EXERCISE DIRECTIONS —
Look through the entries that follow and count the lines with the word "PartialEq". The reply is that number alone.

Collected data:

********************

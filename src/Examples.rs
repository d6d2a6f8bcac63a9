/// textbook problems for every family
pub mod demo_problems;
/// solving and printing the demo problems
pub mod numeric_examples;
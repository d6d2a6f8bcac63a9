//! # Interpolation
//!
//! Polynomial interpolation through a table of `(x, y)` nodes with distinct
//! abscissae:
//! - [`lagrange`]: basis polynomials `L_i(x)` evaluated at one point
//! - [`newton_divided_differences`]: divided-difference table and Newton form
//! - [`polynomial_coefficients`]: monomial coefficients from the Vandermonde
//!   system, solved by Gauss-Jordan; evaluate them with [`evaluate_polynomial`]
use crate::LinearSystems::{LinearSystem, direct};
use crate::error::NumericError;
use crate::problem::SolveProblem;
use crate::settings::SolverSettings;
use crate::trace::{IterationRecord, Termination, Trace};
use nalgebra::{DMatrix, DVector};

/// interpolation scheme
#[derive(Debug, Clone, Copy, PartialEq)]
pub enum InterpolationMethod {
    /// evaluate the Lagrange form at `x`
    Lagrange { x: f64 },
    /// evaluate the Newton form at `x`
    NewtonDividedDifferences { x: f64 },
    /// monomial coefficients of the interpolating polynomial
    Vandermonde,
}

fn validate_nodes(points: &[(f64, f64)]) -> Result<(), NumericError> {
    if points.is_empty() {
        return Err(NumericError::InvalidInput(
            "interpolation needs at least one node".to_string(),
        ));
    }
    if points.iter().any(|(x, y)| !x.is_finite() || !y.is_finite()) {
        return Err(NumericError::InvalidInput(
            "interpolation nodes must be finite".to_string(),
        ));
    }
    for (i, (xi, _)) in points.iter().enumerate() {
        if points[i + 1..].iter().any(|(xj, _)| xj == xi) {
            return Err(NumericError::InvalidInput(format!(
                "duplicate abscissa x = {}",
                xi
            )));
        }
    }
    Ok(())
}

/// Lagrange form `p(x) = Σ y_i·L_i(x)`; one record per node, then `px`.
pub fn lagrange(points: &[(f64, f64)], x: f64) -> Result<Trace, NumericError> {
    validate_nodes(points)?;
    let mut trace = Trace::new("Lagrange");
    let mut px = 0.0;
    for (i, (xi, yi)) in points.iter().enumerate() {
        let mut basis = 1.0;
        for (j, (xj, _)) in points.iter().enumerate() {
            if j != i {
                basis *= (x - xj) / (xi - xj);
            }
        }
        let term = yi * basis;
        px += term;
        trace.push(
            IterationRecord::new(trace.next_step(), format!("L{}(x)", i))
                .with("xi", *xi)
                .with("yi", *yi)
                .with("L", basis)
                .with("term", term),
        );
    }
    trace.push(
        IterationRecord::new(trace.next_step(), "p(x)")
            .with("x", x)
            .with("px", px),
    );
    Ok(trace.finish(Termination::Completed))
}

/// Newton divided differences.
///
/// Record `k` (order `k`) holds the column `f0 .. f{n-k-1}` of the table; the
/// last record holds the Newton coefficients `b0 .. b{n-1}` and `px`.
pub fn newton_divided_differences(
    points: &[(f64, f64)],
    x: f64,
) -> Result<Trace, NumericError> {
    validate_nodes(points)?;
    let n = points.len();
    let mut trace = Trace::new("Newton divided differences");
    let mut column: Vec<f64> = points.iter().map(|(_, y)| *y).collect();
    let mut coefficients = vec![column[0]];

    for order in 1..n {
        let next: Vec<f64> = (0..n - order)
            .map(|i| (column[i + 1] - column[i]) / (points[i + order].0 - points[i].0))
            .collect();
        let mut record = IterationRecord::new(trace.next_step(), format!("order {}", order));
        for (i, value) in next.iter().enumerate() {
            record.push(format!("f{}", i), *value);
        }
        trace.push(record);
        coefficients.push(next[0]);
        column = next;
    }

    let mut px = coefficients[n - 1];
    for k in (0..n - 1).rev() {
        px = coefficients[k] + (x - points[k].0) * px;
    }
    let mut record = IterationRecord::new(trace.next_step(), "p(x)");
    for (k, b) in coefficients.iter().enumerate() {
        record.push(format!("b{}", k), *b);
    }
    trace.push(record.with("x", x).with("px", px));
    Ok(trace.finish(Termination::Completed))
}

/// Coefficients `a0 .. a{n-1}` of `p(x) = Σ a_k x^k` through all nodes.
///
/// The Vandermonde system is solved by Gauss-Jordan; its records are nested
/// into the returned trace.
pub fn polynomial_coefficients(
    points: &[(f64, f64)],
    settings: &SolverSettings,
) -> Result<Trace, NumericError> {
    validate_nodes(points)?;
    let n = points.len();
    let v = DMatrix::from_fn(n, n, |i, j| points[i].0.powi(j as i32));
    let y = DVector::from_iterator(n, points.iter().map(|(_, y)| *y));
    let system = LinearSystem::new(v, y)?;
    let inner = direct::gauss_jordan(&system, settings.pivot_epsilon)?;

    let mut trace = Trace::new("Vandermonde interpolation");
    trace.append_nested(&inner, "Vandermonde system");
    let mut record = IterationRecord::new(trace.next_step(), "coefficients");
    for (k, value) in inner.indexed("x", 1).iter().enumerate() {
        record.push(format!("a{}", k), *value);
    }
    trace.push(record);
    Ok(trace.finish(Termination::Completed))
}

/// Horner evaluation of `Σ a_k x^k`.
pub fn evaluate_polynomial(coefficients: &[f64], x: f64) -> f64 {
    coefficients.iter().rev().fold(0.0, |acc, a| acc * x + a)
}

/// interpolated value from a Lagrange/Newton trace
pub fn interpolated_value(trace: &Trace) -> Option<f64> {
    trace.value("px")
}

/// node table with the scheme to apply
#[derive(Debug, Clone, PartialEq)]
pub struct InterpolationProblem {
    pub points: Vec<(f64, f64)>,
    pub method: InterpolationMethod,
}

impl SolveProblem for InterpolationProblem {
    fn solve(&self, settings: &SolverSettings) -> Result<Trace, NumericError> {
        match self.method {
            InterpolationMethod::Lagrange { x } => lagrange(&self.points, x),
            InterpolationMethod::NewtonDividedDifferences { x } => {
                newton_divided_differences(&self.points, x)
            }
            InterpolationMethod::Vandermonde => polynomial_coefficients(&self.points, settings),
        }
    }

    fn title(&self) -> String {
        let scheme = match self.method {
            InterpolationMethod::Lagrange { x } => format!("Lagrange at x = {}", x),
            InterpolationMethod::NewtonDividedDifferences { x } => {
                format!("Newton divided differences at x = {}", x)
            }
            InterpolationMethod::Vandermonde => "Vandermonde coefficients".to_string(),
        };
        format!("interpolation through {} nodes, {}", self.points.len(), scheme)
    }
}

********************

EXERCISE ANSWER —
2